Have I mentioned lately how much I hate C++?

Great read.

------
spyder81
"Then I remembered reading something long ago" is when experienced programmers
are worth their weight in gold.

------
brynet
Interestingly for recent versions of GCC (>=4.0) GLIBCXX_FORCE_NEW is defined
for libstdc++, not GLIBCPP_FORCE_NEW.

[https://gcc.gnu.org/onlinedocs/libstdc++/manual/mt_allocator...](https://gcc.gnu.org/onlinedocs/libstdc++/manual/mt_allocator_impl.html)

------
charles-salvia
I'm a bit confused here.

>> Most operators in C++, including its memory allocation and deletion
operators, can be overloaded. Indeed this one was.

Okay, well, firstly - the issue here seems to be a problem with the
implementation of std::allocator, rather than anything to do with overloading
global operator new or delete. Specifically, it sounds like the blog author is
talking about one of the GNU libstdc++ extension allocators, like
"mt_allocator", which uses thread-local power-of-2 memory pools.[1] These
extension allocators are basically drop-in extension implementations of plain
std::allocator, and should only really effect the allocation behavior for the
STL containers that take Allocator template parameters.

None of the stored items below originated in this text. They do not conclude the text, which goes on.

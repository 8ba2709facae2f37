pub const STAGE_INSTRUCTION: &str = include_str!("../data/prompts/stage_instruction.txt");

/// Replace `{{key}}` placeholders in a template string.
pub fn render(template: &str, vars: &[(&str, &str)]) -> String {
    let mut result = template.to_string();
    for (key, value) in vars {
        result = result.replace(&format!("{{{{{}}}}}", key), value);
    }
    result
}

/// Build the instruction text steering the generative model.
///
/// The fixed three-step directive and the degradation clause never change;
/// only the scene directive varies. Deterministic for a given directive.
pub fn compose(scene_directive: &str) -> String {
    render(STAGE_INSTRUCTION, &[("scene_directive", scene_directive)])
}
use super::StorageService;
use async_trait::async_trait;
use std::collections::HashMap;
use std::sync::{Arc, Mutex};

#[derive(Clone)]
pub struct MockStorageClient {
    files: Arc<Mutex<HashMap<String, Vec<u8>>>>,
    base_url: String,
    upload_count: Arc<Mutex<usize>>,
    fail_prefixes: Arc<Mutex<Vec<String>>>,
}

impl MockStorageClient {
    pub fn new() -> Self {
        Self {
            files: Arc::new(Mutex::new(HashMap::new())),
            base_url: "https://mock-storage.example.com".to_string(),
            upload_count: Arc::new(Mutex::new(0)),
            fail_prefixes: Arc::new(Mutex::new(Vec::new())),
        }
    }

    pub fn with_base_url(mut self, base_url: String) -> Self {
        self.base_url = base_url;
        self
    }

    /// Make every upload whose key starts with `prefix` fail.
    pub fn with_failure_on(self, prefix: impl Into<String>) -> Self {
        self.fail_prefixes.lock().unwrap().push(prefix.into());
        self
    }

    pub fn get_upload_count(&self) -> usize {
        *self.upload_count.lock().unwrap()
    }

    pub fn get_files(&self) -> HashMap<String, Vec<u8>> {
        self.files.lock().unwrap().clone()
    }
}

impl Default for MockStorageClient {
    fn default() -> Self {
        Self::new()
    }
}

#[async_trait]
impl StorageService for MockStorageClient {
    async fn upload_file(&self, key: &str, data: &[u8], _content_type: &str) -> Option<String> {
        let mut count = self.upload_count.lock().unwrap();
        *count += 1;

        let fail = self
            .fail_prefixes
            .lock()
            .unwrap()
            .iter()
            .any(|prefix| key.starts_with(prefix.as_str()));
        if fail {
            return None;
        }

        self.files
            .lock()
            .unwrap()
            .insert(key.to_string(), data.to_vec());
        Some(format!("{}/{}", self.base_url, key))
    }
}
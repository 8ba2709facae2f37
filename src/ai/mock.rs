use super::StageImageService;
use crate::encoding::VisualInput;
use crate::models::GenerationOutcome;
use crate::{Error, Result};
use async_trait::async_trait;
use std::sync::{Arc, Mutex};

/// Summary of the last dispatched request, for assertions.
#[derive(Debug, Clone)]
pub struct RecordedRequest {
    pub instruction: String,
    pub scene_attached: bool,
}

#[derive(Clone)]
pub struct MockStageImageClient {
    outcomes: Arc<Mutex<Vec<GenerationOutcome>>>,
    should_fail: Arc<Mutex<bool>>,
    call_count: Arc<Mutex<usize>>,
    last_request: Arc<Mutex<Option<RecordedRequest>>>,
}

impl MockStageImageClient {
    pub fn new() -> Self {
        Self {
            outcomes: Arc::new(Mutex::new(Vec::new())),
            should_fail: Arc::new(Mutex::new(false)),
            call_count: Arc::new(Mutex::new(0)),
            last_request: Arc::new(Mutex::new(None)),
        }
    }

    pub fn with_outcome(self, outcome: GenerationOutcome) -> Self {
        self.outcomes.lock().unwrap().push(outcome);
        self
    }

    pub fn with_failure(self, should_fail: bool) -> Self {
        *self.should_fail.lock().unwrap() = should_fail;
        self
    }

    pub fn get_call_count(&self) -> usize {
        *self.call_count.lock().unwrap()
    }

    pub fn last_request(&self) -> Option<RecordedRequest> {
        self.last_request.lock().unwrap().clone()
    }
}

impl Default for MockStageImageClient {
    fn default() -> Self {
        Self::new()
    }
}

#[async_trait]
impl StageImageService for MockStageImageClient {
    async fn generate_stage_image(
        &self,
        _sketch: &VisualInput,
        _photo: &VisualInput,
        scene: Option<&VisualInput>,
        instruction: &str,
    ) -> Result<GenerationOutcome> {
        let mut count = self.call_count.lock().unwrap();
        *count += 1;

        *self.last_request.lock().unwrap() = Some(RecordedRequest {
            instruction: instruction.to_string(),
            scene_attached: scene.is_some(),
        });

        if *self.should_fail.lock().unwrap() {
            return Err(Error::BackendUnavailable("mock backend offline".to_string()));
        }

        let outcomes = self.outcomes.lock().unwrap();
        if outcomes.is_empty() {
            // Tiny valid PNG as default artifact
            Ok(GenerationOutcome::Image(VisualInput::new(
                "image/png",
                vec![
                    0x89, 0x50, 0x4E, 0x47, 0x0D, 0x0A, 0x1A, 0x0A, // PNG signature
                    0x00, 0x00, 0x00, 0x0D, 0x49, 0x48, 0x44, 0x52, // IHDR chunk
                    0x00, 0x00, 0x00, 0x01, 0x00, 0x00, 0x00, 0x01, // 1x1 pixel
                    0x08, 0x02, 0x00, 0x00, 0x00, 0x90, 0x77, 0x53, 0xDE, 0x00, 0x00, 0x00,
                    0x0C, 0x49, 0x44, 0x41, // IDAT chunk
                    0x54, 0x08, 0x99, 0x63, 0xF8, 0xCF, 0xC0, 0x00, 0x00, 0x00, 0x01, 0x00,
                    0x01, 0xE2, 0x25, 0x00, 0xBC, 0x00, 0x00, 0x00, 0x00, 0x49, 0x45,
                    0x4E, // IEND chunk
                    0x44, 0xAE, 0x42, 0x60, 0x82,
                ],
            )))
        } else {
            let index = (*count - 1) % outcomes.len();
            Ok(outcomes[index].clone())
        }
    }
}

#[cfg(test)]
mod tests {
    use super::*;

    fn sketch() -> VisualInput {
        VisualInput::new("image/png", vec![1])
    }

    fn photo() -> VisualInput {
        VisualInput::new("image/jpeg", vec![2])
    }

    #[tokio::test]
    async fn test_mock_default_outcome_is_image() {
        let client = MockStageImageClient::new();

        let outcome = client
            .generate_stage_image(&sketch(), &photo(), None, "instruction")
            .await
            .unwrap();

        assert!(matches!(outcome, GenerationOutcome::Image(_)));
        assert_eq!(client.get_call_count(), 1);
    }

    #[tokio::test]
    async fn test_mock_cycles_configured_outcomes() {
        let client = MockStageImageClient::new()
            .with_outcome(GenerationOutcome::TextFallback("first".to_string()))
            .with_outcome(GenerationOutcome::Failure("second".to_string()));

        let first = client
            .generate_stage_image(&sketch(), &photo(), None, "i")
            .await
            .unwrap();
        let second = client
            .generate_stage_image(&sketch(), &photo(), None, "i")
            .await
            .unwrap();
        let third = client
            .generate_stage_image(&sketch(), &photo(), None, "i")
            .await
            .unwrap();

        assert_eq!(first, GenerationOutcome::TextFallback("first".to_string()));
        assert_eq!(second, GenerationOutcome::Failure("second".to_string()));
        assert_eq!(third, GenerationOutcome::TextFallback("first".to_string()));
    }

    #[tokio::test]
    async fn test_mock_records_scene_presence() {
        let client = MockStageImageClient::new();
        let scene = VisualInput::new("image/png", vec![3]);

        client
            .generate_stage_image(&sketch(), &photo(), Some(&scene), "with scene")
            .await
            .unwrap();

        let recorded = client.last_request().unwrap();
        assert!(recorded.scene_attached);
        assert_eq!(recorded.instruction, "with scene");

        client
            .generate_stage_image(&sketch(), &photo(), None, "without scene")
            .await
            .unwrap();

        assert!(!client.last_request().unwrap().scene_attached);
    }

    #[tokio::test]
    async fn test_mock_failure() {
        let client = MockStageImageClient::new().with_failure(true);

        let err = client
            .generate_stage_image(&sketch(), &photo(), None, "i")
            .await
            .unwrap_err();

        assert!(matches!(err, Error::BackendUnavailable(_)));
        assert_eq!(client.get_call_count(), 1);
    }
}
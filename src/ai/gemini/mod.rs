pub mod client;
pub mod image;
pub mod types;

pub use image::GeminiStageClient;

#[cfg(test)]
macro_rules! impl_with_gemini_base_url {
    ($client:ty) => {
        impl $client {
            pub fn with_base_url(mut self, base_url: String) -> Self {
                self.http = self.http.with_base_url(base_url);
                self
            }
        }
    };
}

#[cfg(test)]
pub(crate) use impl_with_gemini_base_url;
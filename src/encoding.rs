//! Image payload normalization between the encoded (data URL) form and the
//! transport form (bare bytes plus MIME tag).
//!
//! The capture and drawing collaborators exchange images as base64 data URLs;
//! the generative backend and object storage want raw bytes with the format
//! tag carried alongside. Conversion is lossless in both directions.

use crate::{Error, Result};
use base64::engine::general_purpose::STANDARD as BASE64;
use base64::Engine as _;

/// Transport form of an image payload.
///
/// The MIME tag always travels with the bytes; the two are never split up.
#[derive(Debug, Clone, PartialEq, Eq)]
pub struct VisualInput {
    pub mime_type: String,
    pub data: Vec<u8>,
}

impl VisualInput {
    pub fn new(mime_type: impl Into<String>, data: Vec<u8>) -> Self {
        Self {
            mime_type: mime_type.into(),
            data,
        }
    }

    /// Parse the self-describing `data:<mime>;base64,<payload>` form.
    pub fn from_data_url(encoded: &str) -> Result<Self> {
        let rest = encoded.strip_prefix("data:").ok_or_else(|| {
            Error::MalformedImage("missing data URL prefix".to_string())
        })?;

        let (mime_type, payload) = rest.split_once(";base64,").ok_or_else(|| {
            Error::MalformedImage("missing base64 marker in data URL".to_string())
        })?;

        if mime_type.is_empty() {
            return Err(Error::MalformedImage("empty MIME tag".to_string()));
        }

        let data = BASE64
            .decode(payload)
            .map_err(|e| Error::MalformedImage(format!("invalid base64 payload: {}", e)))?;

        Ok(Self {
            mime_type: mime_type.to_string(),
            data,
        })
    }

    /// Re-attach the data URL prefix. Total for any well-formed MIME tag.
    pub fn to_data_url(&self) -> String {
        format!("data:{};base64,{}", self.mime_type, BASE64.encode(&self.data))
    }
}

/// Sniff an image MIME type from magic bytes, falling back to PNG.
pub fn detect_image_mime(bytes: &[u8]) -> &'static str {
    match bytes {
        [0xFF, 0xD8, 0xFF, ..] => "image/jpeg",
        [0x89, 0x50, 0x4E, 0x47, ..] => "image/png",
        [0x52, 0x49, 0x46, 0x46, _, _, _, _, 0x57, 0x45, 0x42, 0x50, ..] => "image/webp",
        _ => {
            tracing::warn!(
                "Unrecognized image format (first 4 bytes: {:02X?}), falling back to image/png",
                &bytes[..bytes.len().min(4)]
            );
            "image/png"
        }
    }
}
use crate::{Error, Result};
use reqwest::Client;
use serde::de::DeserializeOwned;
use serde::Serialize;
use std::time::Duration;

const DEFAULT_BASE_URL: &str = "https://generativelanguage.googleapis.com";

/// Lightweight Gemini REST client.
///
/// Owns exactly one outbound call per invocation; retries are the caller's
/// decision and none are made here.
pub struct GeminiHttpClient {
    client: Client,
    api_key: String,
    model: String,
    base_url: String,
    timeout: Duration,
}

impl GeminiHttpClient {
    /// Construct a Gemini client.
    ///
    /// `model` should be the bare model ID (for example
    /// `gemini-3-pro-image-preview`), not a `models/...`-prefixed path
    /// segment.
    pub fn new_with_client(
        api_key: String,
        model: String,
        timeout: Duration,
        client: Client,
    ) -> Self {
        let model = model.strip_prefix("models/").unwrap_or(&model).to_string();

        Self {
            client,
            api_key,
            model,
            base_url: DEFAULT_BASE_URL.to_string(),
            timeout,
        }
    }

    #[cfg(test)]
    pub fn with_base_url(mut self, base_url: String) -> Self {
        self.base_url = base_url;
        self
    }

    /// Calls Gemini's `generateContent` endpoint with a single attempt.
    pub async fn generate_content<Req: Serialize, Resp: DeserializeOwned>(
        &self,
        request: &Req,
    ) -> Result<Resp> {
        let url = format!(
            "{}/v1beta/models/{}:generateContent",
            self.base_url, self.model
        );

        let response = self
            .client
            .post(&url)
            .timeout(self.timeout)
            .header("x-goog-api-key", &self.api_key)
            .header("Content-Type", "application/json")
            .json(request)
            .send()
            .await
            .map_err(|e| {
                tracing::error!("Failed to reach generation backend: {}", e);
                Error::BackendUnavailable(e.to_string())
            })?;

        if !response.status().is_success() {
            let status = response.status();
            let error_text = response
                .text()
                .await
                .map_err(|e| Error::BackendUnavailable(e.to_string()))?;
            tracing::error!("Generation backend error (status {}): {}", status, error_text);
            return Err(Error::BackendRejected {
                status: status.as_u16(),
                message: error_text,
            });
        }

        let body = response
            .text()
            .await
            .map_err(|e| Error::BackendUnavailable(e.to_string()))?;
        serde_json::from_str(&body).map_err(|e| {
            tracing::error!("Failed to parse backend response: {}\nBody: {}", e, body);
            Error::BackendUnavailable(format!("unparseable response: {}", e))
        })
    }
}
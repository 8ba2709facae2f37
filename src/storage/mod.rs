//! Object storage integration for captured and generated assets.
//!
//! Handles uploading photos, sketches, and result images to S3-compatible
//! storage (DigitalOcean Spaces) for public serving.

pub mod client;
pub mod mock;

pub use client::StorageClient;
pub use mock::MockStorageClient;

use async_trait::async_trait;

#[async_trait]
pub trait StorageService: Send + Sync {
    /// Upload a blob and return its public URL, or `None` on failure.
    ///
    /// Failures are logged inside the implementation and never propagate
    /// past this boundary.
    async fn upload_file(&self, key: &str, data: &[u8], content_type: &str) -> Option<String>;
}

Essentially, libstdc++ tries to provide some flexibility in terms of setting
up an allocation strategy for use with STL containers.[2] Basically, in the
actual implementation, std::allocator inherits from allocator_base, (a non-
standard GNU base class), which can be configured during compilation of
libstdc++ to alias one of the extension allocators (like the "mt_allocator"
pool allocator, which does _not_ explicitly release memory to the OS, but
rather keeps it in a user-space pool until program exit).

However, according to the GNU docs, the _default_ implementation of
std::allocator used by libstdc++ is _new_allocator_ [3] - a simple class that
the GNU libstdc++ implementation uses to wrap raw calls to global operator new
and delete (presumably with no memory pooling.) This allocator is of course
often slower than a memory pool, but obviously more predictable in terms of
releasing memory back to the OS.

Note also that "mt_allocator" will check if the environment variable
GLIBCXX_FORCE_NEW (not GLIBCPP_FORCE_NEW as the author mentions) is set, and
if it is, bypass the memory pool and directly use raw ::operator new.

So, it looks like the blog author somehow was getting mt_allocator (or some
other multi-threaded pool allocator) as the implementation used by
std::allocator, rather than plain old new_allocator. This could have happened
if libstdc++ was compiled with the --enable-libstdcxx-allocator=mt flag.

However, apart from explicitly using the mt_allocator as the Allocator
parameter with an STL container, or compiling libstdc++ to use it by default,
I'm not sure how the blog author is getting a multi-threaded pool allocator
implementation of std::allocator by default.

[1]
[https://gcc.gnu.org/onlinedocs/gcc-4.9.4/libstdc++/manual/ma...](https://gcc.gnu.org/onlinedocs/gcc-4.9.4/libstdc++/manual/manual/mt_allocator.html)

[2]
[https://gcc.gnu.org/onlinedocs/gcc-4.9.4/libstdc++/manual/ma...](https://gcc.gnu.org/onlinedocs/gcc-4.9.4/libstdc++/manual/manual/memory.html#idm140050801737120)

[3]
[https://gcc.gnu.org/onlinedocs/gcc-4.9.4/libstdc++/manual/ma...](https://gcc.gnu.org/onlinedocs/gcc-4.9.4/libstdc++/manual/manual/memory.html#idm140050801737120)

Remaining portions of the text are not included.